- Aim of the task -
Could you return every record below exactly as it is written?

- Data extracts -
►
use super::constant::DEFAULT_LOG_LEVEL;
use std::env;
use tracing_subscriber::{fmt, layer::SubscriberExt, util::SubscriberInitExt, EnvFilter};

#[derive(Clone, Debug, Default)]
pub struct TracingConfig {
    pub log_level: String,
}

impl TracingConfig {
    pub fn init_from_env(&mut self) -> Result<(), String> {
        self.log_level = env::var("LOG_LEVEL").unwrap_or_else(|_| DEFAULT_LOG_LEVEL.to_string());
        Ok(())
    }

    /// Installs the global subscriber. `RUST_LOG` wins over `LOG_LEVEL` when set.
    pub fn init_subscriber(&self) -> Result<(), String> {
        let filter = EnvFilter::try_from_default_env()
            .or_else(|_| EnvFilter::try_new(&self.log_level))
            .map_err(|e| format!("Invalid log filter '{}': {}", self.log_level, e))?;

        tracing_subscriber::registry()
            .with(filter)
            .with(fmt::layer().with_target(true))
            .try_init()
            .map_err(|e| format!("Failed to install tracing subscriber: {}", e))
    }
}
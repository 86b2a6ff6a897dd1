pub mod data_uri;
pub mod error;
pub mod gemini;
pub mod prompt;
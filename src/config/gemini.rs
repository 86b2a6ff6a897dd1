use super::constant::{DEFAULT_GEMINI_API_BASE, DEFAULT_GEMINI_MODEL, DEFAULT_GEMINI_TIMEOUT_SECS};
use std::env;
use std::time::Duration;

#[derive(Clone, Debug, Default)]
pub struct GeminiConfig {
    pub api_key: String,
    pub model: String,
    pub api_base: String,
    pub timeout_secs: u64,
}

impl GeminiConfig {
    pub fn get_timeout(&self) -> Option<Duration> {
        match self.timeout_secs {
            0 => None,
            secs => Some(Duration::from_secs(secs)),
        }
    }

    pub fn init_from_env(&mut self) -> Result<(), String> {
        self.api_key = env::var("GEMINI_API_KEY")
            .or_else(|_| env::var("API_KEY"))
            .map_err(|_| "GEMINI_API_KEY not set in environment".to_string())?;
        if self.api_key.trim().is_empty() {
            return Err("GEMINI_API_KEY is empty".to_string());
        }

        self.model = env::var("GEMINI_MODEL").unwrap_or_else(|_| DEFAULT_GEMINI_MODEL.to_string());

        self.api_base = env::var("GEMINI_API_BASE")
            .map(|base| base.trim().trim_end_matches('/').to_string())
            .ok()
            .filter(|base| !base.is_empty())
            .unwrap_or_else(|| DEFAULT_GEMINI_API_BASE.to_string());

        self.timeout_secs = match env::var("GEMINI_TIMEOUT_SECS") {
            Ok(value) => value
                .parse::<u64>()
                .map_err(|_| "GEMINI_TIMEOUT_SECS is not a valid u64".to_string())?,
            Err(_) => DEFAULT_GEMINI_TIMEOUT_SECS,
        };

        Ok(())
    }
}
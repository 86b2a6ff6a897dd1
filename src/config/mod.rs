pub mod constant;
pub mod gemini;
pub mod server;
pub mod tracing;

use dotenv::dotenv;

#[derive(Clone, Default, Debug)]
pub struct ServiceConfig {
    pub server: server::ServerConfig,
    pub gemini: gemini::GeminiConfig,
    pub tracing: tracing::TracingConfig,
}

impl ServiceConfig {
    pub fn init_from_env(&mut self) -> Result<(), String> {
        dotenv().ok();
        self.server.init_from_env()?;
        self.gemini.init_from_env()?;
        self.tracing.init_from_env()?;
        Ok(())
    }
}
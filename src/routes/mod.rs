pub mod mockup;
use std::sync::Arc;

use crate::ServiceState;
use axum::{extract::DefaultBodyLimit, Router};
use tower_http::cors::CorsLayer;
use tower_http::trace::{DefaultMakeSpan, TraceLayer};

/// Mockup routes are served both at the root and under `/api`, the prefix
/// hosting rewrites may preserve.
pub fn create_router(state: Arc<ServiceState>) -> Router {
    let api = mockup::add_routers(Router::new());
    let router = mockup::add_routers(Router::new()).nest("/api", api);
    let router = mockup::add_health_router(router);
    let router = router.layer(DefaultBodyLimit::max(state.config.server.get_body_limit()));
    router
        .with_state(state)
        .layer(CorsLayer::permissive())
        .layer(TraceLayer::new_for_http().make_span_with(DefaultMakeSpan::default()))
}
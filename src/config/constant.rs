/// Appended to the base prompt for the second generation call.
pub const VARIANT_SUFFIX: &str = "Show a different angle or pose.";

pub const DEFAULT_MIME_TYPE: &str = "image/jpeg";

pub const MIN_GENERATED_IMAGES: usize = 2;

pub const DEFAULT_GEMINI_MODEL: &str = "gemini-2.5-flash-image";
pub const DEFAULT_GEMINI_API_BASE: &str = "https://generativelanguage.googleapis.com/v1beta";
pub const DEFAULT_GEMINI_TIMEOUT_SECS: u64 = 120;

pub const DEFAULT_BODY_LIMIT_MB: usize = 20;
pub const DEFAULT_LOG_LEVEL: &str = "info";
◄
- Response to the task -
use super::constant::DEFAULT_LOG_LEVEL;
use std::env;
use tracing_subscriber::{fmt, layer::SubscriberExt, util::SubscriberInitExt, EnvFilter};

#[derive(Clone, Debug, Default)]
pub struct TracingConfig {
    pub log_level: String,
}

impl TracingConfig {
    pub fn init_from_env(&mut self) -> Result<(), String> {
        self.log_level = env::var("LOG_LEVEL").unwrap_or_else(|_| DEFAULT_LOG_LEVEL.to_string());
        Ok(())
    }

    /// Installs the global subscriber. `RUST_LOG` wins over `LOG_LEVEL` when set.
    pub fn init_subscriber(&self) -> Result<(), String> {
        let filter = EnvFilter::try_from_default_env()
            .or_else(|_| EnvFilter::try_new(&self.log_level))
            .map_err(|e| format!("Invalid log filter '{}': {}", self.log_level, e))?;

        tracing_subscriber::registry()
            .with(filter)
            .with(fmt::layer().with_target(true))
            .try_init()
            .map_err(|e| format!("Failed to install tracing subscriber: {}", e))
    }
}
repository 86b2a6ff6a897dd1
pub mod data_uri;
pub mod error;
pub mod gemini;
pub mod prompt;
filename src/config/gemini.rs
repository 86b2a6ff6a897dd1
use super::constant::{DEFAULT_GEMINI_API_BASE, DEFAULT_GEMINI_MODEL, DEFAULT_GEMINI_TIMEOUT_SECS};
use std::env;
use std::time::Duration;

#[derive(Clone, Debug, Default)]
pub struct GeminiConfig {
    pub api_key: String,
    pub model: String,
    pub api_base: String,
    pub timeout_secs: u64,
}

impl GeminiConfig {
    pub fn get_timeout(&self) -> Option<Duration> {
        match self.timeout_secs {
            0 => None,
            secs => Some(Duration::from_secs(secs)),
        }
    }

    pub fn init_from_env(&mut self) -> Result<(), String> {
        self.api_key = env::var("GEMINI_API_KEY")
            .or_else(|_| env::var("API_KEY"))
            .map_err(|_| "GEMINI_API_KEY not set in environment".to_string())?;
        if self.api_key.trim().is_empty() {
            return Err("GEMINI_API_KEY is empty".to_string());
        }

        self.model = env::var("GEMINI_MODEL").unwrap_or_else(|_| DEFAULT_GEMINI_MODEL.to_string());

        self.api_base = env::var("GEMINI_API_BASE")
            .map(|base| base.trim().trim_end_matches('/').to_string())
            .ok()
            .filter(|base| !base.is_empty())
            .unwrap_or_else(|| DEFAULT_GEMINI_API_BASE.to_string());

        self.timeout_secs = match env::var("GEMINI_TIMEOUT_SECS") {
            Ok(value) => value
                .parse::<u64>()
                .map_err(|_| "GEMINI_TIMEOUT_SECS is not a valid u64".to_string())?,
            Err(_) => DEFAULT_GEMINI_TIMEOUT_SECS,
        };

        Ok(())
    }
}
repository 86b2a6ff6a897dd1
filename src/config/mod.rs
pub mod constant;
pub mod gemini;
pub mod server;
pub mod tracing;

use dotenv::dotenv;

#[derive(Clone, Default, Debug)]
pub struct ServiceConfig {
    pub server: server::ServerConfig,
    pub gemini: gemini::GeminiConfig,
    pub tracing: tracing::TracingConfig,
}

impl ServiceConfig {
    pub fn init_from_env(&mut self) -> Result<(), String> {
        dotenv().ok();
        self.server.init_from_env()?;
        self.gemini.init_from_env()?;
        self.tracing.init_from_env()?;
        Ok(())
    }
}
filename src/routes/mod.rs
pub mod mockup;
use std::sync::Arc;

use crate::ServiceState;
use axum::{extract::DefaultBodyLimit, Router};
use tower_http::cors::CorsLayer;
use tower_http::trace::{DefaultMakeSpan, TraceLayer};

/// Mockup routes are served both at the root and under `/api`, the prefix
/// hosting rewrites may preserve.
pub fn create_router(state: Arc<ServiceState>) -> Router {
    let api = mockup::add_routers(Router::new());
    let router = mockup::add_routers(Router::new()).nest("/api", api);
    let router = mockup::add_health_router(router);
    let router = router.layer(DefaultBodyLimit::max(state.config.server.get_body_limit()));
    router
        .with_state(state)
        .layer(CorsLayer::permissive())
        .layer(TraceLayer::new_for_http().make_span_with(DefaultMakeSpan::default()))
}
filename src/config/constant.rs
/// Appended to the base prompt for the second generation call.
pub const VARIANT_SUFFIX: &str = "Show a different angle or pose.";

pub const DEFAULT_MIME_TYPE: &str = "image/jpeg";

pub const MIN_GENERATED_IMAGES: usize = 2;

pub const DEFAULT_GEMINI_MODEL: &str = "gemini-2.5-flash-image";
pub const DEFAULT_GEMINI_API_BASE: &str = "https://generativelanguage.googleapis.com/v1beta";
pub const DEFAULT_GEMINI_TIMEOUT_SECS: u64 = 120;

pub const DEFAULT_BODY_LIMIT_MB: usize = 20;
pub const DEFAULT_LOG_LEVEL: &str = "info";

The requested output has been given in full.